Quand le tourbillon des plaisirs, dans lequel nous roulions incessamment, me laissait quelques momens de réflexion froide et calme, je cherchais à m’expliquer quelle pouvait être la source des trésors que le baron répandait avec une si effrayante profusion. Lorsque nous avions ainsi jeté l’or à pleines mains, le baron ouvrait alors sa petite boîte de vermeil : il en tirait des poignées de magnifiques diamans, et nous voyions alors accourir les joailliers et les riches capitalistes du pays, qui mettaient en échange, à notre disposition, leur fortune et leur crédit. Mais ce qui me paraissait effrayant et surnaturel, c’est que la petite boîte de vermeil, que nous avions vidée le soir, se trouvait remplie de nouveau le lendemain matin. Où le baron trouvait-il à remplir cette boîte talismanique ? Entretenait-il réellement des intelligences avec les puissances de l’enfer ? Je ne pouvais raisonnablement m’arrêter à cette idée. J’avais honte de moi-même, quand le bonheur me revenait. Franchement je me crus fou un instant.
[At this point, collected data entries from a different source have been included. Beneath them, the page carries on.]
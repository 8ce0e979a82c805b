mod author;
mod id;
mod title;

pub use self::{author::*, id::*, title::*};
use crate::entity::common::IsAvailable;
use destructure::{Destructure, Mutation};
use vodca::References;

/// A single circulating copy. Availability is a flag, never a count.
#[derive(Debug, Clone, Eq, PartialEq, References, Destructure, Mutation)]
pub struct Book {
    id: BookId,
    title: BookTitle,
    author: BookAuthor,
    is_available: IsAvailable,
}

impl Book {
    pub fn new(id: BookId, title: BookTitle, author: BookAuthor, is_available: IsAvailable) -> Self {
        Self {
            id,
            title,
            author,
            is_available,
        }
    }
}
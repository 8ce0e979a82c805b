use vodca::{AsRefln, Fromln};

#[derive(Debug, Clone, Copy, Hash, Eq, PartialEq, Ord, PartialOrd, Fromln, AsRefln)]
pub struct UserId(i64);

impl UserId {
    pub fn new(id: impl Into<i64>) -> Self {
        Self(id.into())
    }
}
Je m’imaginai un jour que tout ce que je voyais n’était qu’un rêve, une illusion de mon cerveau exalté. J’appelai un médecin, je me fis saigner, je me mis au lit, je bus des tisanes, je m’abstins de toute nourriture. Rien de nouveau en moi, si ce n’est un horrible mal d’estomac, qu’une vie plus rationnelle fit cesser presque aussitôt, et je me remis en route avec le baron.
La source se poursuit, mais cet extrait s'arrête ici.